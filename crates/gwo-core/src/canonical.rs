// SPDX-License-Identifier: MIT OR Apache-2.0
//! Canonical JSON serialization and digest helpers.
//!
//! Every digest in the system (DAG identity, receipt hashes, chain heads,
//! Merkle leaves) is SHA-256 over *canonical* bytes: compact JSON with
//! object keys in sorted order. `serde_json`'s default map keeps keys
//! sorted, so canonicalization is serialize-to-value then emit compact.

use serde::Serialize;
use sha2::{Digest, Sha256};

/// The all-zero digest used as the chain-head seed.
pub const ZERO_DIGEST: &str = "0000000000000000000000000000000000000000000000000000000000000000";

/// Serialize a value to canonical JSON bytes (compact, sorted keys).
///
/// # Errors
///
/// Returns the underlying `serde_json` error if the value cannot be
/// represented as JSON (e.g. a non-string map key).
pub fn canonical_json<T: Serialize>(value: &T) -> Result<Vec<u8>, serde_json::Error> {
    let v = serde_json::to_value(value)?;
    serde_json::to_vec(&v)
}

/// Lowercase hex SHA-256 of the given bytes.
#[must_use]
pub fn sha256_hex(bytes: &[u8]) -> String {
    let mut hasher = Sha256::new();
    hasher.update(bytes);
    hex_encode(&hasher.finalize())
}

fn hex_encode(bytes: &[u8]) -> String {
    use std::fmt::Write;
    let mut out = String::with_capacity(bytes.len() * 2);
    for b in bytes {
        let _ = write!(out, "{b:02x}");
    }
    out
}
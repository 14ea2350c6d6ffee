// SPDX-License-Identifier: MIT OR Apache-2.0
//! gwo-core
#![deny(unsafe_code)]
#![warn(missing_docs)]
//!
//! The stable contract for the glyph workflow orchestrator.
//!
//! Everything downstream of the compiler speaks in the types defined here:
//! the canonical step alphabet, the typed DAG, run records with their
//! receipt chains, and the event union.

/// Canonical JSON serialization and SHA-256 helpers.
pub mod canonical;
/// Typed tasks, edges, and the DAG with topological sort and digest.
pub mod dag;
/// The event union emitted on the bus, the audit log, and webhooks.
pub mod event;
/// Per-step receipts and their digests.
pub mod receipt;
/// Run records, the run state machine, and the chain head.
pub mod run;
/// The closed, ordered step alphabet.
pub mod step;

pub use canonical::{ZERO_DIGEST, canonical_json, sha256_hex};
pub use dag::{Dag, DagError, Edge, Task};
pub use event::{Event, EventBody};
pub use receipt::StepReceipt;
pub use run::{Run, RunState, chain_head};
pub use step::{CANONICAL_STEPS, Step};

/// Contract version embedded in health responses and wire payloads.
pub const CONTRACT_VERSION: &str = "gwo/v0.1";

/// Tenant assigned to requests that do not name one.
pub const DEFAULT_TENANT: &str = "public";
——
## What the task requires:
Filter the listing so that only lines holding the word "compact" remain, and copy those lines.

## Your response:
//! Merkle leaves) is SHA-256 over *canonical* bytes: compact JSON with
//! sorted, so canonicalization is serialize-to-value then emit compact.
/// Serialize a value to canonical JSON bytes (compact, sorted keys).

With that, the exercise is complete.